- THE TASK: Take every entry below and copy it out word for word.

- - - - -

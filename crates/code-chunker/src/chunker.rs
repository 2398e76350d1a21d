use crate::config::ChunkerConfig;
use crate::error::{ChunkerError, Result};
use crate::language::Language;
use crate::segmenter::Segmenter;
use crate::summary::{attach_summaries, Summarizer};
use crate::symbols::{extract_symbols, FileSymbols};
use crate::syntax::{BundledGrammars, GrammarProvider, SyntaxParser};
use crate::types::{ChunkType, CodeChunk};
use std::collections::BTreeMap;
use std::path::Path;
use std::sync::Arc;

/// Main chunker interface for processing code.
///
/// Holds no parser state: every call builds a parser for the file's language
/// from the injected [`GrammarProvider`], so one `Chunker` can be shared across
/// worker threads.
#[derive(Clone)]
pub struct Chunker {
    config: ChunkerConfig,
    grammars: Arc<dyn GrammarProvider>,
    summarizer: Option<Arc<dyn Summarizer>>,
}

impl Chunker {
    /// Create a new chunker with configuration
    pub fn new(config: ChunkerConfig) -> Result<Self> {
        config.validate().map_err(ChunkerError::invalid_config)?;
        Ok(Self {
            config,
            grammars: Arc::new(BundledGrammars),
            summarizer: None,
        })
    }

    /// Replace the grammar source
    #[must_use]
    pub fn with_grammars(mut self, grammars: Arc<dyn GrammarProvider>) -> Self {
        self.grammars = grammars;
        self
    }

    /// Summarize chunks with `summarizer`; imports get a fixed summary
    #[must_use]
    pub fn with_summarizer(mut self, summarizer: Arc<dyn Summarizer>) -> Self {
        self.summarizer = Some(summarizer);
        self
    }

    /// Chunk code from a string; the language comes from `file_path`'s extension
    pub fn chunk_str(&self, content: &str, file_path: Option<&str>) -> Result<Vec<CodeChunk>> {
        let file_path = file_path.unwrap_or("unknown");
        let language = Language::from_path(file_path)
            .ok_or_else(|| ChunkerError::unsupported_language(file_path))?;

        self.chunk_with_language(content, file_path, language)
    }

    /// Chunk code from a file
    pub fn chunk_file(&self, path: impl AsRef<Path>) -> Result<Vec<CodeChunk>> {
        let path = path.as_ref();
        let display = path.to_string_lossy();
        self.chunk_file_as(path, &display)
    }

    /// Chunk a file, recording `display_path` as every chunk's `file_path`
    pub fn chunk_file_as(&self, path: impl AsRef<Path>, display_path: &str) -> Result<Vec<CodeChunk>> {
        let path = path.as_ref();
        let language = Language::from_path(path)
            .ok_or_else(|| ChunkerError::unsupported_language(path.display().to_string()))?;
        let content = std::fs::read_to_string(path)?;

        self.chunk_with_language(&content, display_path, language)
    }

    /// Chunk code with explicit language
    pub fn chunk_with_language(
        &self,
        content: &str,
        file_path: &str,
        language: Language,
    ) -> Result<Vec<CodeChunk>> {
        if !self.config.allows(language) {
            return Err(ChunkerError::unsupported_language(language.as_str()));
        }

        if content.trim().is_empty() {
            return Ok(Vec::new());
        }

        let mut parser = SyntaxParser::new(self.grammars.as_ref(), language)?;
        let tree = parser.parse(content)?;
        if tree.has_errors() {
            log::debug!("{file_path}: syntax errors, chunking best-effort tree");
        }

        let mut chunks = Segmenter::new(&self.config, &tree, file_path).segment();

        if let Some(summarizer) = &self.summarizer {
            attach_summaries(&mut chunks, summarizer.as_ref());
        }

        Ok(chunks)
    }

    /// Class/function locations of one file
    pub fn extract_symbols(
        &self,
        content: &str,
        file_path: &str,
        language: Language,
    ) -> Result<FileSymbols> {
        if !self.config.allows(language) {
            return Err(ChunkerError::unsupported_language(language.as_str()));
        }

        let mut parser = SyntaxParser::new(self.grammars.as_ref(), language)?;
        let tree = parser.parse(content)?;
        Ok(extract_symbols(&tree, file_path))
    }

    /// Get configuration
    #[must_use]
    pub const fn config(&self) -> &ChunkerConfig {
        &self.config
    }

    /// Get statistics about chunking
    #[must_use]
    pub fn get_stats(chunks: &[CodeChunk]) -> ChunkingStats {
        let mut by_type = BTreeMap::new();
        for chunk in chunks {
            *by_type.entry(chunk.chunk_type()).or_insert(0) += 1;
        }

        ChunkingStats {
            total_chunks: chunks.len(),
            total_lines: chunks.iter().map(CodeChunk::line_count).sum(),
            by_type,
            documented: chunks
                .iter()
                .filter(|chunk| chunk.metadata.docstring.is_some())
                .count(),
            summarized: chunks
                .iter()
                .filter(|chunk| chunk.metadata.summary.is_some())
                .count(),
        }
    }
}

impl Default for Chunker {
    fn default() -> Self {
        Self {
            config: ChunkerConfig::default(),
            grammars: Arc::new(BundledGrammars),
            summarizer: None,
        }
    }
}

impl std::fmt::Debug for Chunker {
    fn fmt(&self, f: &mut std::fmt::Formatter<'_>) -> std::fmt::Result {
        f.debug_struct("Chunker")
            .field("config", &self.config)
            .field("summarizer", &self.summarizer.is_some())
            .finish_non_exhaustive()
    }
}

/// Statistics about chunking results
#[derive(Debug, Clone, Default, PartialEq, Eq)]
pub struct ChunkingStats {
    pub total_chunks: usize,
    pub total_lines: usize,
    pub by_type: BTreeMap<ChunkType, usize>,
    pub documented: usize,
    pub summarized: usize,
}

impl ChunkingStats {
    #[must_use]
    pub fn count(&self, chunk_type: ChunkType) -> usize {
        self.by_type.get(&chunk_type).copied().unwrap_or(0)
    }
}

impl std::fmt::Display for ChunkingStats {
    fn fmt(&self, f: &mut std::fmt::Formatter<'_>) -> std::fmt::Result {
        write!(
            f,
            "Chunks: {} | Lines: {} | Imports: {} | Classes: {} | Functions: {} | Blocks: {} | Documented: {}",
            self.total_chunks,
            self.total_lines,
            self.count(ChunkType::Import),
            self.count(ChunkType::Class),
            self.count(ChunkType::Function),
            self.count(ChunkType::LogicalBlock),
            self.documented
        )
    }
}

- - - - -

- RESPONSE AREA:
filename crates/code-chunker/src/chunker.rs
repository 2398e76350d1a21d
use crate::config::ChunkerConfig;
use crate::error::{ChunkerError, Result};
use crate::language::Language;
use crate::segmenter::Segmenter;
use crate::summary::{attach_summaries, Summarizer};
use crate::symbols::{extract_symbols, FileSymbols};
use crate::syntax::{BundledGrammars, GrammarProvider, SyntaxParser};
use crate::types::{ChunkType, CodeChunk};
use std::collections::BTreeMap;
use std::path::Path;
use std::sync::Arc;

/// Main chunker interface for processing code.
///
/// Holds no parser state: every call builds a parser for the file's language
/// from the injected [`GrammarProvider`], so one `Chunker` can be shared across
/// worker threads.
#[derive(Clone)]
pub struct Chunker {
    config: ChunkerConfig,
    grammars: Arc<dyn GrammarProvider>,
    summarizer: Option<Arc<dyn Summarizer>>,
}

impl Chunker {
    /// Create a new chunker with configuration
    pub fn new(config: ChunkerConfig) -> Result<Self> {
        config.validate().map_err(ChunkerError::invalid_config)?;
        Ok(Self {
            config,
            grammars: Arc::new(BundledGrammars),
            summarizer: None,
        })
    }

    /// Replace the grammar source
    #[must_use]
    pub fn with_grammars(mut self, grammars: Arc<dyn GrammarProvider>) -> Self {
        self.grammars = grammars;
        self
    }

    /// Summarize chunks with `summarizer`; imports get a fixed summary
    #[must_use]
    pub fn with_summarizer(mut self, summarizer: Arc<dyn Summarizer>) -> Self {
        self.summarizer = Some(summarizer);
        self
    }

    /// Chunk code from a string; the language comes from `file_path`'s extension
    pub fn chunk_str(&self, content: &str, file_path: Option<&str>) -> Result<Vec<CodeChunk>> {
        let file_path = file_path.unwrap_or("unknown");
        let language = Language::from_path(file_path)
            .ok_or_else(|| ChunkerError::unsupported_language(file_path))?;

        self.chunk_with_language(content, file_path, language)
    }

    /// Chunk code from a file
    pub fn chunk_file(&self, path: impl AsRef<Path>) -> Result<Vec<CodeChunk>> {
        let path = path.as_ref();
        let display = path.to_string_lossy();
        self.chunk_file_as(path, &display)
    }

    /// Chunk a file, recording `display_path` as every chunk's `file_path`
    pub fn chunk_file_as(&self, path: impl AsRef<Path>, display_path: &str) -> Result<Vec<CodeChunk>> {
        let path = path.as_ref();
        let language = Language::from_path(path)
            .ok_or_else(|| ChunkerError::unsupported_language(path.display().to_string()))?;
        let content = std::fs::read_to_string(path)?;

        self.chunk_with_language(&content, display_path, language)
    }

    /// Chunk code with explicit language
    pub fn chunk_with_language(
        &self,
        content: &str,
        file_path: &str,
        language: Language,
    ) -> Result<Vec<CodeChunk>> {
        if !self.config.allows(language) {
            return Err(ChunkerError::unsupported_language(language.as_str()));
        }

        if content.trim().is_empty() {
            return Ok(Vec::new());
        }

        let mut parser = SyntaxParser::new(self.grammars.as_ref(), language)?;
        let tree = parser.parse(content)?;
        if tree.has_errors() {
            log::debug!("{file_path}: syntax errors, chunking best-effort tree");
        }

        let mut chunks = Segmenter::new(&self.config, &tree, file_path).segment();

        if let Some(summarizer) = &self.summarizer {
            attach_summaries(&mut chunks, summarizer.as_ref());
        }

        Ok(chunks)
    }

    /// Class/function locations of one file
    pub fn extract_symbols(
        &self,
        content: &str,
        file_path: &str,
        language: Language,
    ) -> Result<FileSymbols> {
        if !self.config.allows(language) {
            return Err(ChunkerError::unsupported_language(language.as_str()));
        }

        let mut parser = SyntaxParser::new(self.grammars.as_ref(), language)?;
        let tree = parser.parse(content)?;
        Ok(extract_symbols(&tree, file_path))
    }

    /// Get configuration
    #[must_use]
    pub const fn config(&self) -> &ChunkerConfig {
        &self.config
    }

    /// Get statistics about chunking
    #[must_use]
    pub fn get_stats(chunks: &[CodeChunk]) -> ChunkingStats {
        let mut by_type = BTreeMap::new();
        for chunk in chunks {
            *by_type.entry(chunk.chunk_type()).or_insert(0) += 1;
        }

        ChunkingStats {
            total_chunks: chunks.len(),
            total_lines: chunks.iter().map(CodeChunk::line_count).sum(),
            by_type,
            documented: chunks
                .iter()
                .filter(|chunk| chunk.metadata.docstring.is_some())
                .count(),
            summarized: chunks
                .iter()
                .filter(|chunk| chunk.metadata.summary.is_some())
                .count(),
        }
    }
}

impl Default for Chunker {
    fn default() -> Self {
        Self {
            config: ChunkerConfig::default(),
            grammars: Arc::new(BundledGrammars),
            summarizer: None,
        }
    }
}

impl std::fmt::Debug for Chunker {
    fn fmt(&self, f: &mut std::fmt::Formatter<'_>) -> std::fmt::Result {
        f.debug_struct("Chunker")
            .field("config", &self.config)
            .field("summarizer", &self.summarizer.is_some())
            .finish_non_exhaustive()
    }
}

/// Statistics about chunking results
#[derive(Debug, Clone, Default, PartialEq, Eq)]
pub struct ChunkingStats {
    pub total_chunks: usize,
    pub total_lines: usize,
    pub by_type: BTreeMap<ChunkType, usize>,
    pub documented: usize,
    pub summarized: usize,
}

impl ChunkingStats {
    #[must_use]
    pub fn count(&self, chunk_type: ChunkType) -> usize {
        self.by_type.get(&chunk_type).copied().unwrap_or(0)
    }
}

impl std::fmt::Display for ChunkingStats {
    fn fmt(&self, f: &mut std::fmt::Formatter<'_>) -> std::fmt::Result {
        write!(
            f,
            "Chunks: {} | Lines: {} | Imports: {} | Classes: {} | Functions: {} | Blocks: {} | Documented: {}",
            self.total_chunks,
            self.total_lines,
            self.count(ChunkType::Import),
            self.count(ChunkType::Class),
            self.count(ChunkType::Function),
            self.count(ChunkType::LogicalBlock),
            self.documented
        )
    }
}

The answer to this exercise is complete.